Data START
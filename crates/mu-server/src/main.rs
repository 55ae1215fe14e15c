// SPDX-License-Identifier: MIT OR Apache-2.0
//! mu-serverd: the control-plane daemon binary.

use anyhow::Context;
use clap::Parser;
use mu_adapters::AdapterSet;
use mu_config::MuConfig;
use mu_core::{Clock, SystemClock, UuidGen};
use mu_invoke::{CliRunnerConfig, ProcessCliExecutor};
use mu_operator::{OperatorBackend, OperatorError, TurnRequest, TurnResult};
use mu_reload::{GenerationSupervisor, ReloadCounters, SupervisorConfig};
use mu_server::{AppState, PipelineModuleFactory, SharedStores, build_app};
use std::path::PathBuf;
use std::sync::Arc;
use tracing::{info, warn};

#[derive(Debug, Parser)]
#[command(name = "mu-serverd", about = "mu control-plane daemon", version)]
struct Args {
    /// Repository root whose control plane this daemon owns.
    #[arg(long, default_value = ".")]
    repo_root: PathBuf,

    /// Bind address.
    #[arg(long, default_value = "127.0.0.1:7171")]
    bind: String,

    /// Inbound worker pool size.
    #[arg(long, default_value_t = 4)]
    inbound_workers: usize,
}

/// Placeholder operator backend used until a real provider session is wired
/// in: it answers conversationally and never emits command intents.
struct EchoBackend;

#[async_trait::async_trait]
impl OperatorBackend for EchoBackend {
    async fn run_turn(&self, req: TurnRequest<'_>) -> Result<TurnResult, OperatorError> {
        Ok(TurnResult::Respond {
            message: format!(
                "operator backend is not configured; received: {}",
                req.inbound.command_text
            ),
        })
    }
}

#[tokio::main]
async fn main() -> anyhow::Result<()> {
    let args = Args::parse();

    tracing_subscriber::fmt()
        .with_env_filter(
            tracing_subscriber::EnvFilter::try_from_default_env()
                .unwrap_or_else(|_| "info,mu=debug".into()),
        )
        .with_ansi(std::env::var_os("NO_COLOR").is_none())
        .init();

    let repo_root = args
        .repo_root
        .canonicalize()
        .with_context(|| format!("resolve repo root {}", args.repo_root.display()))?;
    let config_path = MuConfig::path_for_repo(&repo_root);
    let config = MuConfig::load(&config_path)
        .with_context(|| format!("load config {}", config_path.display()))?;

    let clock: Arc<dyn Clock> = Arc::new(SystemClock);
    let ids = Arc::new(UuidGen);
    let counters = Arc::new(ReloadCounters::default());
    let stores = Arc::new(
        SharedStores::open(&repo_root, Arc::clone(&counters)).context("open journals")?,
    );

    let executor = Arc::new(ProcessCliExecutor::new(CliRunnerConfig {
        timeout_ms: config.control_plane.cli.timeout_ms,
        working_dir: Some(repo_root.clone()),
        ..Default::default()
    }));

    let factory = Arc::new(PipelineModuleFactory {
        stores: Arc::clone(&stores),
        repo_root: repo_root.clone(),
        backend: Arc::new(EchoBackend),
        executor,
        clock: Arc::clone(&clock),
        ids: ids.clone(),
        inbound_workers: args.inbound_workers,
    });

    let supervisor = Arc::new(GenerationSupervisor::new(
        factory,
        Arc::clone(&counters),
        Arc::clone(&clock),
        ids.clone(),
        SupervisorConfig {
            drain_timeout_ms: config.control_plane.reload.drain_timeout_ms,
            post_cutover_health_retries: config.control_plane.reload.telegram_health_retries,
            ..Default::default()
        },
    ));

    let config_value = serde_json::to_value(&config).context("serialize config")?;
    match supervisor.reload("startup", config_value).await {
        mu_reload::ReloadOutcome::Ran(attempt)
            if attempt.state == mu_reload::ReloadState::Completed =>
        {
            info!(
                generation = ?attempt.to_generation,
                "control plane started"
            );
        }
        other => {
            warn!(outcome = ?other, "startup reload did not complete");
        }
    }

    let state = Arc::new(AppState {
        supervisor: Arc::clone(&supervisor),
        adapters: tokio::sync::RwLock::new(AdapterSet::new(
            config.adapter_secrets(),
            repo_root.display().to_string(),
        )),
        stores,
        repo_root,
        clock: Arc::clone(&clock),
        ids,
        started_at_ms: clock.now_ms(),
    });

    let app = build_app(state).layer(tower_http::cors::CorsLayer::permissive());
    let listener = tokio::net::TcpListener::bind(&args.bind)
        .await
        .with_context(|| format!("bind {}", args.bind))?;
    info!(bind = %args.bind, "mu-serverd listening");

    axum::serve(listener, app)
        .with_graceful_shutdown(async move {
            let _ = tokio::signal::ctrl_c().await;
            info!("shutdown signal received; draining");
        })
        .await
        .context("serve")?;

    supervisor.shutdown("shutdown").await;
    Ok(())
}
Data END
Requirement:
Find how many lines in the material above hold the word "OperatorError", then reply with only that figure.

Problem solution:
2